I settled into my seat and began to take in the athmosphere. The Roman diocesan choir were practicing under the baton of Mons Marco Frisina accompanied by a little portable pipe-organ. (I kid you not!) I'm not sure quite what to make of Mons Frisina's music - I think it's better than most of the modern church music out there but I'm sometimes dubious about his choice of soloists. The place filled up much more quickly than normal - I think the fact that Corpus Christi was so much earlier than normal this year helped. Those students and priests studying in Rome haven't yet entered into the examination period and the weather was not quite as hot as it has been for previous Corpus Christi celebrations. There was, of course, the novelty of the new Pope too.

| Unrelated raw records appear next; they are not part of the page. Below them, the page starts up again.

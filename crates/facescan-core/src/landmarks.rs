//! SCRFD-style landmark detector.
//!
//! Runs on a face crop resized to a square input and decodes the three
//! stride levels (8/16/32) of anchor-free score, box and keypoint tensors
//! into candidates carrying five facial landmarks.

use crate::config::ConfigError;
use crate::model::{InferenceError, InferenceModel};
use crate::nms::nms;
use crate::types::{BoundingBox, FaceCandidate, Landmarks};
use image::imageops::{self, FilterType};
use image::RgbImage;
use ndarray::Array4;
use thiserror::Error;

pub const LANDMARK_INPUT_SIZE: u32 = 640;
pub const LANDMARK_CONFIDENCE_THRESHOLD: f32 = 0.6;
pub const LANDMARK_NMS_THRESHOLD: f32 = 0.4;
pub const LANDMARK_STRIDES: [usize; 3] = [8, 16, 32];
const LANDMARK_MEAN: f32 = 127.5;
const LANDMARK_STD: f32 = 128.0;

/// Anchors per feature-map cell assumed when tensor lengths don't reveal it.
pub const FALLBACK_ANCHORS_PER_CELL: usize = 2;
/// Score channels per anchor assumed when tensor lengths don't reveal it.
pub const FALLBACK_SCORES_PER_ANCHOR: usize = 1;
const BOX_VALUES: usize = 4;
const KPS_VALUES: usize = 10;

/// Output tensor indices for one stride: (score_idx, bbox_idx, kps_idx).
pub type StrideOutputIndices = (usize, usize, usize);

#[derive(Error, Debug, Clone, PartialEq, Eq)]
pub enum LayoutError {
    #[error("feature map has no cells")]
    EmptyGrid,
    #[error("{tensor} tensor too short: need {needed} values, got {actual}")]
    TooShort {
        tensor: &'static str,
        needed: usize,
        actual: usize,
    },
}

/// Per-stride tensor layout recovered from raw tensor lengths.
#[derive(Debug, Clone, Copy, PartialEq, Eq)]
pub struct StrideLayout {
    pub anchors_per_cell: usize,
    pub scores_per_anchor: usize,
    pub has_keypoints: bool,
}

/// Work out the anchor layout of one stride level from its tensor lengths.
///
/// `anchors_per_cell = box_len / (cells × 4)` when that divides evenly and is
/// nonzero, else [`FALLBACK_ANCHORS_PER_CELL`]. `scores_per_anchor` is derived
/// the same way from `score_len`, else [`FALLBACK_SCORES_PER_ANCHOR`].
/// Keypoints are usable only if `kps_len` covers 10 values per anchor.
pub fn negotiate_layout(
    cells: usize,
    score_len: usize,
    box_len: usize,
    kps_len: usize,
) -> Result<StrideLayout, LayoutError> {
    if cells == 0 {
        return Err(LayoutError::EmptyGrid);
    }

    let per_anchor_boxes = cells * BOX_VALUES;
    let anchors_per_cell = match box_len / per_anchor_boxes {
        n if n > 0 && box_len % per_anchor_boxes == 0 => n,
        _ => FALLBACK_ANCHORS_PER_CELL,
    };
    let anchors = cells * anchors_per_cell;

    let scores_per_anchor = match score_len / anchors {
        n if n > 0 && score_len % anchors == 0 => n,
        _ => FALLBACK_SCORES_PER_ANCHOR,
    };

    if box_len < anchors * BOX_VALUES {
        return Err(LayoutError::TooShort {
            tensor: "bbox",
            needed: anchors * BOX_VALUES,
            actual: box_len,
        });
    }
    if score_len < anchors * scores_per_anchor {
        return Err(LayoutError::TooShort {
            tensor: "score",
            needed: anchors * scores_per_anchor,
            actual: score_len,
        });
    }

    Ok(StrideLayout {
        anchors_per_cell,
        scores_per_anchor,
        has_keypoints: kps_len >= anchors * KPS_VALUES,
    })
}

/// Discover output tensor ordering by name.
///
/// SCRFD models may export tensors with named outputs ("score_8", "bbox_16", ...) or
/// generic numeric names. If the named pattern is present for every stride it is
/// used; otherwise falls back to the standard positional ordering:
///   [0..n)   = scores
///   [n..2n)  = bboxes
///   [2n..3n) = kps
pub fn discover_output_indices(names: &[String], strides: &[usize]) -> Vec<StrideOutputIndices> {
    let find = |prefix: &str, stride: usize| -> Option<usize> {
        let target = format!("{prefix}_{stride}");
        names.iter().position(|n| n == &target)
    };

    let named: Option<Vec<StrideOutputIndices>> = strides
        .iter()
        .map(|&stride| Some((find("score", stride)?, find("bbox", stride)?, find("kps", stride)?)))
        .collect();

    match named {
        Some(indices) => {
            tracing::info!("landmark model: using name-based output tensor mapping");
            indices
        }
        None => {
            let n = strides.len();
            tracing::info!(
                ?names,
                "landmark model: output names not recognized, using positional mapping"
            );
            (0..n).map(|i| (i, n + i, 2 * n + i)).collect()
        }
    }
}

/// Geometry of one stride level and the mapping back to crop pixels.
#[derive(Debug, Clone, Copy)]
pub struct StrideGeometry {
    pub stride: usize,
    /// Feature-map side length, `input_size / stride`.
    pub grid: usize,
    /// Crop width / input size.
    pub scale_x: f32,
    /// Crop height / input size.
    pub scale_y: f32,
}

fn sigmoid(x: f32) -> f32 {
    1.0 / (1.0 + (-x).exp())
}

/// Decode candidates for a single stride level.
///
/// The last score channel of each anchor is passed through a sigmoid and
/// compared with `threshold`. Boxes are `center ∓ offset × stride` per side
/// (left, top, right, bottom); keypoints are `center + (dx, dy) × stride`.
pub fn decode_stride(
    scores: &[f32],
    bboxes: &[f32],
    kps: &[f32],
    geometry: &StrideGeometry,
    layout: &StrideLayout,
    threshold: f32,
) -> Vec<FaceCandidate> {
    let stride = geometry.stride as f32;
    let num_anchors = geometry.grid * geometry.grid * layout.anchors_per_cell;
    let spa = layout.scores_per_anchor;

    let mut detections = Vec::new();

    for idx in 0..num_anchors {
        let Some(&logit) = scores.get(idx * spa + spa - 1) else {
            break;
        };
        let score = sigmoid(logit);
        if !(score >= threshold) {
            continue;
        }

        let cell = idx / layout.anchors_per_cell;
        let cx = ((cell % geometry.grid) as f32 + 0.5) * stride;
        let cy = ((cell / geometry.grid) as f32 + 0.5) * stride;

        let Some(off) = bboxes.get(idx * BOX_VALUES..idx * BOX_VALUES + BOX_VALUES) else {
            continue;
        };
        let bbox = BoundingBox::new(
            (cx - off[0] * stride) * geometry.scale_x,
            (cy - off[1] * stride) * geometry.scale_y,
            (cx + off[2] * stride) * geometry.scale_x,
            (cy + off[3] * stride) * geometry.scale_y,
        );

        let landmarks: Option<Landmarks> = if layout.has_keypoints {
            kps.get(idx * KPS_VALUES..idx * KPS_VALUES + KPS_VALUES).map(|k| {
                std::array::from_fn(|i| {
                    (
                        (cx + k[i * 2] * stride) * geometry.scale_x,
                        (cy + k[i * 2 + 1] * stride) * geometry.scale_y,
                    )
                })
            })
        } else {
            None
        };

        detections.push(FaceCandidate {
            bbox,
            confidence: score,
            landmarks,
        });
    }

    detections
}

/// Landmark detector running on face crops.
pub struct LandmarkDetector<M> {
    model: M,
    input_size: u32,
    strides: Vec<usize>,
    confidence_threshold: f32,
    nms_threshold: f32,
    /// Per-stride output indices, discovered by name at construction.
    stride_indices: Vec<StrideOutputIndices>,
}

impl<M: InferenceModel> LandmarkDetector<M> {
    /// Wrap a loaded landmark model, resolving its output tensor layout.
    ///
    /// Fails on an empty, zero or oversized stride, or if the model exposes
    /// fewer than three outputs per stride.
    pub fn new(
        model: M,
        input_size: u32,
        strides: Vec<usize>,
        confidence_threshold: f32,
        nms_threshold: f32,
    ) -> Result<Self, InferenceError> {
        if strides.is_empty() || strides.iter().any(|&s| s == 0 || s > input_size as usize) {
            return Err(ConfigError::Invalid(format!(
                "landmark strides {strides:?} must be non-empty and in 1..={input_size}"
            ))
            .into());
        }

        let names = model.output_names();
        let expected = strides.len() * 3;
        if names.len() < expected {
            return Err(InferenceError::UnexpectedOutputs {
                expected,
                actual: names.len(),
            });
        }

        let stride_indices = discover_output_indices(names, &strides);
        tracing::debug!(?stride_indices, "landmark output tensor mapping");

        Ok(Self {
            model,
            input_size,
            strides,
            confidence_threshold,
            nms_threshold,
            stride_indices,
        })
    }

    /// Detect faces with landmarks in a crop; coordinates are crop-local.
    pub async fn detect(&mut self, crop: &RgbImage) -> Result<Vec<FaceCandidate>, InferenceError> {
        if crop.width() == 0 || crop.height() == 0 {
            return Ok(Vec::new());
        }

        let input = preprocess(crop, self.input_size);
        let outputs = self.model.run(input).await?;

        let size = self.input_size as usize;
        let scale_x = crop.width() as f32 / self.input_size as f32;
        let scale_y = crop.height() as f32 / self.input_size as f32;

        let mut all_detections = Vec::new();

        for (&stride, &(score_idx, bbox_idx, kps_idx)) in
            self.strides.iter().zip(self.stride_indices.iter())
        {
            let (Some(scores), Some(bboxes), Some(kps)) = (
                outputs.get(score_idx),
                outputs.get(bbox_idx),
                outputs.get(kps_idx),
            ) else {
                tracing::warn!(stride, "landmark model output missing; skipping stride");
                continue;
            };

            let grid = size / stride;
            let layout = match negotiate_layout(grid * grid, scores.len(), bboxes.len(), kps.len()) {
                Ok(layout) => layout,
                Err(e) => {
                    tracing::warn!(stride, error = %e, "cannot decode stride; skipping");
                    continue;
                }
            };

            let geometry = StrideGeometry {
                stride,
                grid,
                scale_x,
                scale_y,
            };
            all_detections.extend(decode_stride(
                &scores.data,
                &bboxes.data,
                &kps.data,
                &geometry,
                &layout,
                self.confidence_threshold,
            ));
        }

        Ok(nms(all_detections, self.nms_threshold))
    }
}

/// Resize a crop to the square input (no letterbox) and normalize to NCHW.
fn preprocess(crop: &RgbImage, size: u32) -> Array4<f32> {
    let resized = imageops::resize(crop, size, size, FilterType::Triangle);
    let side = size as usize;
    let mut tensor = Array4::<f32>::zeros((1, 3, side, side));

    for (x, y, pixel) in resized.enumerate_pixels() {
        for c in 0..3 {
            tensor[[0, c, y as usize, x as usize]] = (pixel[c] as f32 - LANDMARK_MEAN) / LANDMARK_STD;
        }
    }

    tensor
}
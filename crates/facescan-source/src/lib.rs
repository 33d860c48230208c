//! facescan-source: frame sources for the face pipeline.
//!
//! Decodes still images and image sequences into RGB frames and flags
//! frames too dark to be worth running through the models.

pub mod frame;
pub mod source;

pub use frame::Frame;
pub use source::{FrameError, FrameSource, ImageSequenceSource, StillImageSource};
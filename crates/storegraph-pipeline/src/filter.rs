//! Declarative row filtering
//!
//! Filter rules arrive as configuration data ([`FilterRule`]) and are
//! compiled once per scenario: list operands are checked, prefixes are
//! lowercased, and regexes are built up front so a bad pattern surfaces
//! as a configuration error instead of a per-row failure. Any comparison
//! against a None field evaluates to false, so rows with unparseable
//! cells drop out of every comparison they appear in.

use crate::fields;
use regex::Regex;
use storegraph_common::{AppRecord, Result, StoregraphError};
use storegraph_config::{CompareOp, CompareRule, Field, FilterRule, RuleValue};
use tracing::{debug, instrument};

/// A compiled, ready-to-evaluate filter
#[derive(Debug)]
pub struct RowFilter {
    rules: Vec<CompiledRule>,
}

#[derive(Debug)]
enum CompiledRule {
    Compare(CompiledCompare),
    AnyOf(Vec<Vec<CompiledCompare>>),
}

#[derive(Debug)]
struct CompiledCompare {
    field: Field,
    op: CompareOp,
    number: Option<f64>,
    text: Option<String>,
    /// Lowercased prefixes for the prefix operators
    prefixes: Vec<String>,
    /// Exact values for set membership
    set: Vec<String>,
    regex: Option<Regex>,
}

impl CompiledCompare {
    fn compile(rule: &CompareRule) -> Result<Self> {
        let mut compiled = Self {
            field: rule.field,
            op: rule.op,
            number: None,
            text: None,
            prefixes: Vec::new(),
            set: Vec::new(),
            regex: None,
        };

        let wrong_operand = |expected: &str| {
            StoregraphError::config(format!(
                "filter rule on {:?} with operator {:?} needs a {} operand",
                rule.field, rule.op, expected
            ))
        };

        match rule.op {
            CompareOp::Gte | CompareOp::Gt | CompareOp::Lt | CompareOp::Lte => {
                compiled.number =
                    Some(rule.value.as_number().ok_or_else(|| wrong_operand("numeric"))?);
            }
            CompareOp::Eq => match &rule.value {
                RuleValue::Number(n) => compiled.number = Some(*n),
                RuleValue::Text(s) => compiled.text = Some(s.clone()),
                RuleValue::List(_) => return Err(wrong_operand("numeric or text")),
            },
            CompareOp::StartsWithAny | CompareOp::NotStartsWithAny => {
                let prefixes: Vec<String> = match &rule.value {
                    RuleValue::Text(s) => vec![s.clone()],
                    RuleValue::List(items) => items.clone(),
                    RuleValue::Number(_) => return Err(wrong_operand("text or list")),
                };
                compiled.prefixes = prefixes.iter().map(|p| p.to_lowercase()).collect();
            }
            CompareOp::In => {
                compiled.set = rule
                    .value
                    .as_list()
                    .ok_or_else(|| wrong_operand("list"))?
                    .to_vec();
            }
            CompareOp::NotMatches => {
                let pattern = rule.value.as_text().ok_or_else(|| wrong_operand("text"))?;
                let regex = Regex::new(pattern).map_err(|e| {
                    StoregraphError::config_with_source(
                        format!("invalid filter regex '{}'", pattern),
                        e,
                    )
                })?;
                compiled.regex = Some(regex);
            }
        }

        Ok(compiled)
    }

    fn eval(&self, record: &AppRecord) -> bool {
        match self.op {
            CompareOp::Gte | CompareOp::Gt | CompareOp::Lt | CompareOp::Lte => {
                let (Some(value), Some(literal)) =
                    (fields::numeric(self.field, record), self.number)
                else {
                    return false;
                };
                match self.op {
                    CompareOp::Gte => value >= literal,
                    CompareOp::Gt => value > literal,
                    CompareOp::Lt => value < literal,
                    CompareOp::Lte => value <= literal,
                    _ => unreachable!(),
                }
            }
            CompareOp::Eq => {
                if let Some(literal) = self.number {
                    fields::numeric(self.field, record) == Some(literal)
                } else if let Some(literal) = &self.text {
                    fields::text(self.field, record) == Some(literal.as_str())
                } else {
                    false
                }
            }
            CompareOp::StartsWithAny | CompareOp::NotStartsWithAny => {
                let Some(value) = fields::text(self.field, record) else {
                    return false;
                };
                let value = value.to_lowercase();
                let matched = self.prefixes.iter().any(|p| value.starts_with(p));
                if self.op == CompareOp::StartsWithAny {
                    matched
                } else {
                    !matched
                }
            }
            CompareOp::In => match fields::text(self.field, record) {
                Some(value) => self.set.iter().any(|item| item == value),
                None => false,
            },
            CompareOp::NotMatches => {
                let (Some(value), Some(regex)) =
                    (fields::text(self.field, record), self.regex.as_ref())
                else {
                    return false;
                };
                !regex.is_match(value)
            }
        }
    }
}

impl RowFilter {
    /// Compile a rule set; invalid operands or regexes are config errors
    pub fn compile(rules: &[FilterRule]) -> Result<Self> {
        let mut compiled = Vec::with_capacity(rules.len());
        for rule in rules {
            match rule {
                FilterRule::Compare(rule) => {
                    compiled.push(CompiledRule::Compare(CompiledCompare::compile(rule)?));
                }
                FilterRule::AnyOf { any_of } => {
                    let groups = any_of
                        .iter()
                        .map(|group| group.iter().map(CompiledCompare::compile).collect())
                        .collect::<Result<Vec<Vec<_>>>>()?;
                    compiled.push(CompiledRule::AnyOf(groups));
                }
            }
        }
        Ok(Self { rules: compiled })
    }

    /// Whether a single record satisfies the whole conjunction
    pub fn matches(&self, record: &AppRecord) -> bool {
        self.rules.iter().all(|rule| match rule {
            CompiledRule::Compare(compare) => compare.eval(record),
            CompiledRule::AnyOf(groups) => groups
                .iter()
                .any(|group| group.iter().all(|compare| compare.eval(record))),
        })
    }

    /// Select the records satisfying the rule set
    #[instrument(skip(self, records))]
    pub fn apply<'a>(&self, records: &'a [AppRecord]) -> Vec<&'a AppRecord> {
        let selected: Vec<&AppRecord> = records.iter().filter(|r| self.matches(r)).collect();
        debug!(
            input = records.len(),
            selected = selected.len(),
            "Applied row filter"
        );
        selected
    }
}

The various seats reserved for prelates filled up more slowly. Every now and then a Monsignor or Bishop would arrive whilst the Vatican MCs walked the seminarians from the Seminario Romano through the ceremony. At about 20 to 7 the seats reserved for the curia began to fill. The explaination is simple. A coach service is laid on from the Vatican to the Lateran for those who work in the curia. It amuses me no end to think of all these monsignori, bishops, archbishops and cardinals finishing their day's work, changing into their best cassock and getting aboard a fleet of buses like so many schoolboys on an excursion. I was slightly surprised to see the likes of Cardinal Ruini and Sodano show up in choral dress. 'Aren't they going to concelebrate?' asked a friend. I checked the booklet. Nope, no concelebrants. The Holy Father is going to say the entire Mass himself. This was something new for me - a Papal Mass without concelebrants. I was also surprised at the number of (permanent) deacons around the place in matching dalmatics.
'Is that her?' I asked my friend.
'Stampa, Ingrid Stampa. Ratzinger's secretary.'
This was another novelty. Previously we would have spotted Archbishop Dziwicz, Pope John Paul's right hand man amongst those assisint him. Now Benedict's right hand man is a woman and sits with the other members of the Papal family who take care of the Holy Father's personal arrangements.
At about 7pm the Swiss Guards appeared, the choir began to sing, and the Pope emerged from the Lateran basilica preceded by processional cross, thurible, servers and deacons. Everyone stood up and there was a round of applause. Applause for Benedict is a much more restrained phenomenon than it was for his predecessor. It's not that we respect or love him any the less. However, one simply understands that whilst the ailing JPII seemed to draw strength from the reaction of the crowd, Benedict is much more business-like. He incensed the altar as my friend whispered to me that we'd probably never seen John Paul fit enough to incense the altar.
The Mass proceded as normal. One or two people stood up after the second reading, and fidning themselves alone sat down again. It wasn't quite time for the Gospel acclaimation. First there had to be the wonderful Corpus Christi sequence the Lauda Sion. I think this is my favourite sequence. A friend once told me that the words (thank you St Thomas!) and music came straight from Heaven and it's hard to argue with him. (English tranlsation here)
After the Gospel the Holy Father spoke very powerfully about the Eucharist sanctifying the city. Zenit summarises as follows:
In his homily, Benedict XVI made a comparison between the Holy Thursday procession, in which the Church "accompanies Jesus in his solitude, toward the way of the cross," and the Corpus Christi procession, which "responds symbolically to the Risen One's mandate" to evangelize.It's a very Ratzingarian (is there such a word?) homily. He likes to draw scriptural parallels and is very Christocentric in approach.
"We take Christ, present in the figure of bread, through the streets of our city," the Holy Father said.
"We entrust these streets, these homes, our daily life, to his goodness," he added. "May our streets be Jesus' streets! May our homes be homes for him and with him! May his presence penetrate our daily life.
"With this gesture, we place before his eyes the sufferings of the sick, the loneliness of young people and the elderly, temptations, fears, our whole life."
At the offertory we were presented with another Benedictine novelty. The bread for consecration was held in ciboria by the dozens of deacons I mentioned previously. This I had not seen before. Normally at the very large Vatican litugies dozens of ciboria are held by the priests and deacons who are to distribute communion (there would not be space enough on the altar). This time, however we had the Bishop of Rome surrounded by the deacons of the city - a very evocative reference back to the history of the Roman Church.
After communion the Holy Father changed out of his chasuble and into a white cope. This is something that John Paul was unable to do in recent years. He knelt on a prie-dieu and incensed the Sacrament as the procession formed up.